In United States v. Johnson, an inmate serving a prison sentence as a result of multiple felony convictions, was successful in having two of his convictions expunged. 529 U.S. 53, 120 S.Ct. 1114, 146 L.Ed.2d 39 (2000). As a result, he had over-served his revised sentence and was subsequently released from custody to begin a term of supervised release. Id. at 55, 120 S.Ct. 1114. The Supreme Court addressed the question of whether the extra time served could be credited to the supervised release term; i.e., whether the date when the plaintiff was supposed to have been released could serve as the start of the period of supervised release. Id. at 54, 120 S.Ct. 1114. Emphasizing the plain language of the statute governing supervised release, 18 U.S.C. § 3624(e), the Court concluded that the meaning of the phrase “is released from imprisonment” is clear: it signifies the date that the individual is actually released from prison. Johnson, 529 U.S. at 56–59, 120 S.Ct. 1114. Thus, the Court concluded that it could not change that date to account for the excess time incarcerated. Id. Instead, the petitioner could only seek redress through a petition to modify or terminate the sentence in the district court under 18 U.S.C. § 3583(e). Id. at 66, 120 S.Ct. 1114.
Johnson binds us. Even taking Francis's complaint as true, and even assuming that the facts it alleged constituted a due process violation, we would still be unable to provide him with the relief that he seeks.
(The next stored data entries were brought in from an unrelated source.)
//! Risk detection cascade
//!
//! Three tiers run in order, each only while the tiers before it found too few
//! matches:
//!
//! 1. **Lexical**: whole-word match of every catalog phrase. Always runs.
//! 2. **Normalized**: normalizer candidates matched against catalog phrases in
//!    either direction. Runs while fewer than `normalized_tier_below` matches.
//! 3. **Similarity**: TF-IDF scoring of every catalog phrase against the note
//!    at the last-resort threshold. Runs while fewer than
//!    `similarity_tier_below` matches.
//!
//! Later tiers only add phrases. A failing normalizer or similarity matcher
//! contributes nothing and is logged; it never fails the cascade.

use rayon::prelude::*;
use serde::{Deserialize, Serialize};
use std::collections::{BTreeMap, BTreeSet};
use std::fmt;
use std::sync::Arc;
use tracing::{debug, info, warn};

use crate::catalog::RiskTermCatalog;
use crate::config::CascadePolicy;
use crate::lexical::contains_whole_word;
use crate::normalizer::LinguisticNormalizer;
use crate::similarity::SimilarityMatcher;

/// Stage of the cascade that first reported a phrase
#[derive(Debug, Clone, Copy, PartialEq, Eq, Hash, PartialOrd, Ord, Serialize, Deserialize)]
#[serde(rename_all = "lowercase")]
pub enum Tier {
    Lexical,
    Normalized,
    Similarity,
}

impl fmt::Display for Tier {
    fn fmt(&self, f: &mut fmt::Formatter<'_>) -> fmt::Result {
        let name = match self {
            Tier::Lexical => "lexical",
            Tier::Normalized => "normalized",
            Tier::Similarity => "similarity",
        };
        f.write_str(name)
    }
}

/// Number of phrases each tier contributed
#[derive(Debug, Clone, Copy, Default, PartialEq, Eq, Serialize, Deserialize)]
#[serde(rename_all = "camelCase")]
pub struct TierCounts {
    pub lexical: usize,
    pub normalized: usize,
    pub similarity: usize,
}

/// Matched catalog phrases, each tagged with the tier that found it
///
/// Iteration is in sorted phrase order.
#[derive(Debug, Clone, Default, PartialEq, Eq)]
pub struct MatchResult {
    matches: BTreeMap<String, Tier>,
}
use error_common::SummarizerError;
use thiserror::Error;

#[derive(Error, Debug)]
pub enum NlpError {
    #[error("Configuration error: {0}")]
    Config(String),

    #[error("Catalog error: {0}")]
    Catalog(String),

    #[error("Catalog file {path}: {source}")]
    CatalogIo {
        path: String,
        #[source]
        source: std::io::Error,
    },

    #[error("Catalog parse error: {0}")]
    CatalogParse(#[from] serde_yaml::Error),

    #[error("Invalid match pattern for '{phrase}': {source}")]
    Pattern {
        phrase: String,
        #[source]
        source: regex::Error,
    },

    #[error("Normalizer error: {0}")]
    Normalizer(String),

    #[error("Similarity error: {0}")]
    Similarity(String),
}

pub type NlpResult<T> = Result<T, NlpError>;

impl From<NlpError> for SummarizerError {
    fn from(error: NlpError) -> Self {
        match error {
            NlpError::Config(message) => SummarizerError::ConfigError(message),
            NlpError::Catalog(_)
            | NlpError::CatalogIo { .. }
            | NlpError::CatalogParse(_)
            | NlpError::Pattern { .. } => SummarizerError::CatalogError(error.to_string()),
            NlpError::Normalizer(_) | NlpError::Similarity(_) => {
                SummarizerError::InternalError(error.to_string())
            }
        }
    }
}
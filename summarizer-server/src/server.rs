use clinical_nlp::{EngineConfig, NlpResult, SummarizationService};
use logger_redacted::{LoggerConfig, RedactedLogger};
use std::sync::Arc;

/// Origins allowed to call the API when none are configured
pub const DEFAULT_ALLOWED_ORIGINS: [&str; 2] = ["http://localhost:3000", "http://localhost:8080"];

/// Shared state handed to every handler
#[derive(Debug, Clone)]
pub struct AppState {
    /// Summarization pipeline, built once at startup
    pub service: Arc<SummarizationService>,
    /// Redacts note text quoted in request logs
    pub logger: RedactedLogger,
}

impl AppState {
    pub fn new(service: SummarizationService, logger: RedactedLogger) -> Self {
        Self {
            service: Arc::new(service),
            logger,
        }
    }

    /// State for an engine configuration, without installing a subscriber
    pub fn from_config(engine: &EngineConfig, logging: &LoggerConfig) -> NlpResult<Self> {
        Ok(Self::new(
            SummarizationService::from_config(engine)?,
            RedactedLogger::new(logging),
        ))
    }
}

/// Server configuration
#[derive(Debug, Clone)]
pub struct ServerConfig {
    /// Bind address
    pub host: String,
    pub port: u16,
    /// Origins allowed by the CORS layer
    pub allowed_origins: Vec<String>,
}

impl Default for ServerConfig {
    fn default() -> Self {
        Self {
            host: "0.0.0.0".to_string(),
            port: 8000,
            allowed_origins: DEFAULT_ALLOWED_ORIGINS.map(String::from).to_vec(),
        }
    }
}

impl ServerConfig {
    pub fn bind_address(&self) -> String {
        format!("{}:{}", self.host, self.port)
    }
}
That is, Francis requests an order back-dating his release from confinement. But, Johnson says that such a remedy contravenes the plain language of the statute and that the date Francis's supervised release began must, as a matter of statutory law, remain the day he was physically released from incarceration. There are thus no facts Francis could assert, or constitutional claim that he could muster, which would entitle him to the specific remedy he now requests under § 2241. Cf. Minneci v. Pollard, ––– U.S. ––––, 132 S.Ct. 617, 612, 181 L.Ed.2d 606 (2012) (noting in the Bivens context that dismissal is appropriate where no remedy exists even if the facts, taken as true, make out a constitutional violation).
In any event, we are dubious of Francis's constitutional claim as it appears that the BOP, in this case, provided sufficient process to Francis as required under Wolff v. McDonnell, 418 U.S. 539, 94 S.Ct. 2963, 41 L.Ed.2d 935 (1974).
Although Johnson makes plain that Francis may have other avenues to obtain a shorter supervised release term—such as through a motion to modify or terminate his sentence—he has not pursued those avenues below or on appeal. Nor, it must be noted, do his bare invocations of 28 U.S.C. § 1331 (original question jurisdiction), and 28 U.S.C. § 1343(4)(providing jurisdiction “to recover damages or to secure equitable or other relief under any Act of Congress providing for the protection of civil rights, including the right to vote”), provide an alternative basis for us to act. See Am. Sci. & Eng'g, Inc. v. Califano, 571 F.2d 58, 63 n. 8 (1st Cir.1978) (“As with § 1331, that jurisdictional provision [28 U.S.C. § 1343] only comes into play where a cause of action exists.”) Accordingly, since Francis has failed to present a petition upon which any relief could be granted, the case cannot move forward.
III.
In sum, the district court correctly denied Francis's § 2241 habeas petition. As such, we AFFIRM.